• Exercise aim:
Scan the listing for "RetryConfig" and copy out each line that has it.

• Information given:
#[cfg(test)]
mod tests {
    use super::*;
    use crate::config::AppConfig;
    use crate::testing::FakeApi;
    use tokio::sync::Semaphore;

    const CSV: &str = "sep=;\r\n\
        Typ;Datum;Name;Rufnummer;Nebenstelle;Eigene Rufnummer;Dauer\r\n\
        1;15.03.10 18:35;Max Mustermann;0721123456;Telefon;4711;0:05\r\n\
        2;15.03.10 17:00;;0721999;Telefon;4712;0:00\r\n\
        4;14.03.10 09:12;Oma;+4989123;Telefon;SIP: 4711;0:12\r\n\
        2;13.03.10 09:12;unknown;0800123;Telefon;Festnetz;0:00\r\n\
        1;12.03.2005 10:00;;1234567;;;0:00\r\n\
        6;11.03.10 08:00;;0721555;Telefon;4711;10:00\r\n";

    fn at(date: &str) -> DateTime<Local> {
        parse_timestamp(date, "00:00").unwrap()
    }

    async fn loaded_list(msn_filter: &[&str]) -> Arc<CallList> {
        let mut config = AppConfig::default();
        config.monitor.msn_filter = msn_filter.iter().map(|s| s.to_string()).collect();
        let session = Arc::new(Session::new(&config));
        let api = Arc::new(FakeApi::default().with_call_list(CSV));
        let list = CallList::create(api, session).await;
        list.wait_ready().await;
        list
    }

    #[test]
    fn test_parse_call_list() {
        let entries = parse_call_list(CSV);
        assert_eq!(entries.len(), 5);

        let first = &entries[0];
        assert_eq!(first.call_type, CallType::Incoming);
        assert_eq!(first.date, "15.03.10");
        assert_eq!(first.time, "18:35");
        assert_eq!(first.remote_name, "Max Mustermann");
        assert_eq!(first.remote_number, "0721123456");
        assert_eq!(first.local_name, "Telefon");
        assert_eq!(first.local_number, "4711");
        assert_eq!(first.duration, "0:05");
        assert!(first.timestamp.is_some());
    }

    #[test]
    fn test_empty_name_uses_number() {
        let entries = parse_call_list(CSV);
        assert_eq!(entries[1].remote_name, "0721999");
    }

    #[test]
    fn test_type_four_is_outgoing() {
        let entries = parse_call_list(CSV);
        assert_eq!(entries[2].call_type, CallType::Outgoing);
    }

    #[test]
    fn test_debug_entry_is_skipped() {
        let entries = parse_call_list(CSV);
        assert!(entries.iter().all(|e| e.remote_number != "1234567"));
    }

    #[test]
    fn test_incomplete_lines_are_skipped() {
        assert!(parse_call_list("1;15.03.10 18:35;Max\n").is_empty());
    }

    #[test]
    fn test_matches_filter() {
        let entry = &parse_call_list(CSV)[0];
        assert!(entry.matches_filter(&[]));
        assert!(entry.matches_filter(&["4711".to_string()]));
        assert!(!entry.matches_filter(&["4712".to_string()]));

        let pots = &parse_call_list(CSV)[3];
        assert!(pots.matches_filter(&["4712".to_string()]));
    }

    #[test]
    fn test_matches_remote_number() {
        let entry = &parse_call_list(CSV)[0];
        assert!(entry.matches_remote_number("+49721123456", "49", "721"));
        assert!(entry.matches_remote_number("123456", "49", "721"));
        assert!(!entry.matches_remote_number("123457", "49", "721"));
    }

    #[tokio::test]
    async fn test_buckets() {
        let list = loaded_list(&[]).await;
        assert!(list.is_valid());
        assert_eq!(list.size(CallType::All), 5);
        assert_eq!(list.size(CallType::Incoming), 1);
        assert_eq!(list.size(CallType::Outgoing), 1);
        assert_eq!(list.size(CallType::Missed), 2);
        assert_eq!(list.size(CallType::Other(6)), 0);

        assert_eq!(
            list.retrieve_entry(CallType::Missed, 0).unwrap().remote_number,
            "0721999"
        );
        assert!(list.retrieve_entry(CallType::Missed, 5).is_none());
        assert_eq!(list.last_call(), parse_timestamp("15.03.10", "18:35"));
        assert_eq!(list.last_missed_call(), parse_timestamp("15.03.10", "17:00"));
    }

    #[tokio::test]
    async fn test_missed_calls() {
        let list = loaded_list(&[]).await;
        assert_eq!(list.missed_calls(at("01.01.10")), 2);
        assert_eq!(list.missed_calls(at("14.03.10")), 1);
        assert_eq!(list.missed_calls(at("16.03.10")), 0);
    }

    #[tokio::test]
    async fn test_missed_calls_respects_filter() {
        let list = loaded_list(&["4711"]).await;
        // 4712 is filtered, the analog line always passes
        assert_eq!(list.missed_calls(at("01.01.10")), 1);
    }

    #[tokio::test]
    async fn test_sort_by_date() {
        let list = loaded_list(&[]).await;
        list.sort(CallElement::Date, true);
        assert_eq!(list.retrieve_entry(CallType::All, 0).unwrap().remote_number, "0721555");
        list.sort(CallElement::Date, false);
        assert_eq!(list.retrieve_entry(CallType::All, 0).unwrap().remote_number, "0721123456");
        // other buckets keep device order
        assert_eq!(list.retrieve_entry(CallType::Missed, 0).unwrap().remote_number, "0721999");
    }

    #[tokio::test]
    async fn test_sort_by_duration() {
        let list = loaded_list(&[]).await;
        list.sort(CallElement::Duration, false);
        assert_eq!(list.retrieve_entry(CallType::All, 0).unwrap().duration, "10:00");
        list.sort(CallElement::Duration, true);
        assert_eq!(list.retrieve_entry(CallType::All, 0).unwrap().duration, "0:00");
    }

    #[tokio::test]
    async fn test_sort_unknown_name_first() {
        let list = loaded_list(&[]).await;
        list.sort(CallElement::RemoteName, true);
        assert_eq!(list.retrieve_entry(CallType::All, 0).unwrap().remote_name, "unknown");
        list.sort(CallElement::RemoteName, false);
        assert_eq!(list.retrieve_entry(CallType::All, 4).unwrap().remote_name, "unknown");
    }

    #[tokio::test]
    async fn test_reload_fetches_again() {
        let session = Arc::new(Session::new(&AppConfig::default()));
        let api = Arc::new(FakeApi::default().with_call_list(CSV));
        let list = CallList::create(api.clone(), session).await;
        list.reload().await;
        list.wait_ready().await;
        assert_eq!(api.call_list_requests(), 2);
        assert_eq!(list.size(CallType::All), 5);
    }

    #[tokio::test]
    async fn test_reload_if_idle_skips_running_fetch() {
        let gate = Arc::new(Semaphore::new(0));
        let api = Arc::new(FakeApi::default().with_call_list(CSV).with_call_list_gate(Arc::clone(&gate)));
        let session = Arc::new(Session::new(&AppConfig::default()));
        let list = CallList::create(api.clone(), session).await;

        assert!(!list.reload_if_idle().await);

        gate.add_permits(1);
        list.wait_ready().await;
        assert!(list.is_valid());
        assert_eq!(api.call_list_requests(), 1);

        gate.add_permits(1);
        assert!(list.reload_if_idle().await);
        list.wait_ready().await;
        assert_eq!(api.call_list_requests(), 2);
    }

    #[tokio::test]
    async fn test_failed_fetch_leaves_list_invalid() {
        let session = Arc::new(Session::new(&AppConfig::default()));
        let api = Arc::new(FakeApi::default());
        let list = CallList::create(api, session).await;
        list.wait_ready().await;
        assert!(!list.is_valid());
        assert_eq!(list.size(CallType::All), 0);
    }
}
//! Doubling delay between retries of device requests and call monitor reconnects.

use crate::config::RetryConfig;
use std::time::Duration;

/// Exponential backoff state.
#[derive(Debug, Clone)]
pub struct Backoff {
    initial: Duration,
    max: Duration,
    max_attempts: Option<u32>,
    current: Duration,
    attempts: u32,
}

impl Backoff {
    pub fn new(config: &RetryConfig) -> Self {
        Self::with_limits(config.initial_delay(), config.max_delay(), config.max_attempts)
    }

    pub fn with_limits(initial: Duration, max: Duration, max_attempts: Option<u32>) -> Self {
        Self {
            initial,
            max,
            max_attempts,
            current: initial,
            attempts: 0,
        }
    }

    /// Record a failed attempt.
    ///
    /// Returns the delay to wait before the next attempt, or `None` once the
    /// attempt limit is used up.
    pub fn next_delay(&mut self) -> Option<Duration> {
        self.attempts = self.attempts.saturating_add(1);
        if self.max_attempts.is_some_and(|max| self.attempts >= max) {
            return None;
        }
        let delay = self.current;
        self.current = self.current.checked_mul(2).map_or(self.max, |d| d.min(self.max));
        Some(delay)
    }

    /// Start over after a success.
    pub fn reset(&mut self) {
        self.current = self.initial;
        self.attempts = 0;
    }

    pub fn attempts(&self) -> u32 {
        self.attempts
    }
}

• Answer space:
use crate::config::RetryConfig;
    pub fn new(config: &RetryConfig) -> Self {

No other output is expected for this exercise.